Brienne Walsh is a writer currently based in Savannah, Georgia. She has contributed to publications including The New York Times, Forbes, Marketwatch, CNN, Artsy and Departures. She is also a part-time professor at the Savannah College of Art and Design, where she teaches a class on art criticism.

Carrie L. Sulosky Weaver

Carrie L. Sulosky Weaver is a Kenneth P. Dietrich School of Arts and Sciences Postdoctoral Fellow in the Department of History of Art and Architecture at the University of Pittsburgh. 

Christopher Wood

Christopher Wood earned his B.A. in Classics from San Francisco State and his Masters in Anthropology with emphasis in Archaeology from U.C. Santa Barbara. He has worked as an archaeologist at Pompeii and participated in a number of underwater excavations in the Yucatan Basin.  His specializations include funerary archeology of Early Roman and Pre-Roman Italy, especially the use of material culture and epigraphy in constructing identity.  His past research has included landscape archaeology and the use of public space for spectacle, XRF technology, Etruscan archaeometallurgy, and the impact of Roman religion of the Provinces.

He has traveled widely, having attended the Université de Paris, and more recently the American Academy in Rome on a Bernard Goldman scholarship. Chris is currently a Gallery Teacher at the Getty Villa. He speaks five languages (English, French, Italian, and some Spanish and German), and writes in five ancient languages (Ancient Greek, Latin, Middle Egyptian, Luvian and Hittitie).

James Wright

James Wright is a Senior Archaeologist at the Museum of London Archaeology. He has researched the palace at Kings Clipstone for over twelve years and has recently published a book entitled A Palace For Our Kings on the subject via Triskele Publishing – www.triskelepublishing.com.

Arianna Zakrzewski

Arianna Zakrzewski is an intern and writer for Popular Archaeology. She is also a graduate from Rhode Island College with a Bachelor’s degree in Anthropology. She has had an interest in archaeology since elementary school, specifically Egyptology and the Classics. In recent years, she has also gained an interest in historical archaeology, and has spent time in the field working in St. Mary’s City, Maryland, participating in excavation and archival research. Most recently, she completed her MA in Museum Studies from Johns Hopkins University. She is currently focused on collections management and making archaeological discoveries accessible and exciting to the public.

Eberhard Zangger

Eberhard Zangger (born 1958 in Kamen, Germany) is a Swiss geoarchaeologist, corporate communications consultant and publicist. Eberhard Zangger studied geology and paleontology at the University of Kiel and obtained a PhD from Stanford University in 1988. After this he was a senior research associate in the Department of Earth Sciences at the University of Cambridge (1988–91). He is currently president of the board of trustees of the international non-profit foundation Luwian Studies.
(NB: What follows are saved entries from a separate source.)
/// Remove relations carrying a parity index present in exactly one
/// relation, repeating until none remain.
fn prune_singletons(relations: &mut Vec<Relation>) {
    loop {
        let mut counts: BTreeMap<u64, usize> = BTreeMap::new();
        let mut sign_count = 0usize;
        for r in relations.iter() {
            if r.parity.is_negative() {
                sign_count += 1;
            }
            for p in r.parity.iter() {
                *counts.entry(p).or_insert(0) += 1;
            }
        }
        let before = relations.len();
        relations.retain(|r| {
            if r.parity.is_negative() && sign_count == 1 {
                return false;
            }
            r.parity.iter().all(|p| counts[&p] != 1)
        });
        if relations.len() == before {
            return;
        }
    }
}

/// The distinct parity indices across surviving relations (sign = index 0).
fn parity_indices(relations: &[Relation]) -> BTreeSet<u64> {
    let mut set = BTreeSet::new();
    for r in relations {
        if r.parity.is_negative() {
            set.insert(0);
        }
        for p in r.parity.iter() {
            set.insert(p + 1);
        }
    }
    set
}

/// Build the parity matrix, walk its null vectors, and extract a factor.
fn solve(n: &Integer, relations: &[Relation], params: &QsParams) -> Option<Integer> {
    if relations.is_empty() {
        return None;
    }

    // Row numbering over the surviving parity indices.
    let indices = parity_indices(relations);
    let row_of: BTreeMap<u64, usize> = indices
        .iter()
        .enumerate()
        .map(|(row, &idx)| (idx, row))
        .collect();

    // Square matrix: relation columns, padded with zero columns when the
    // rows outnumber them. Padding bits are stripped from every kernel
    // vector (zero columns add nothing to Mv), so a vector surviving the
    // strip is a genuine dependency among relations.
    let dim = relations.len().max(row_of.len());
    let mut cols: Vec<Vec<usize>> = Vec::with_capacity(dim);
    for r in relations {
        let mut col = Vec::with_capacity(r.parity.len() + 1);
        if r.parity.is_negative() {
            col.push(row_of[&0]);
        }
        for p in r.parity.iter() {
            col.push(row_of[&(p + 1)]);
        }
        col.sort_unstable();
        cols.push(col);
    }
    cols.resize(dim, Vec::new());
    let matrix = SparseMatrix::new(dim, cols);

    let padding = dim - relations.len();
    let budget = if params.retry_dependencies {
        DEPENDENCY_BUDGET
    } else {
        1
    };
    let vectors = gf2::null_vectors(&matrix, params.seed, budget + padding);

    let mut tried = 0usize;
    let mut seen: Vec<Vec<usize>> = Vec::new();
    for v in vectors {
        if tried >= budget {
            break;
        }
        let selected: Vec<usize> = v
            .iter_set_bits()
            .filter(|&i| i < relations.len())
            .collect();
        if selected.is_empty() || seen.contains(&selected) {
            continue; // padding-only vector, or a duplicate after stripping
        }
        seen.push(selected.clone());
        tried += 1;
        if let Some(f) = extract_factor(n, relations, &selected) {
            return Some(f);
        }
        debug!(dependency = tried, "dependency gave a trivial factor");
    }
    None
}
In May 2016, Luwian Studies went public with a website in German, English and Turkish. As part of its research, the foundation has systematically catalogued extensive settlement sites of the Middle and Late Bronze Age in Western Asia Minor. These sites are presented in a public database on the website. The foundation provides financial support for archaeological excavations and surveys, as well as for linguistic studies dedicated to the cultures of the Middle and Late Bronze Age in western Asia Minor.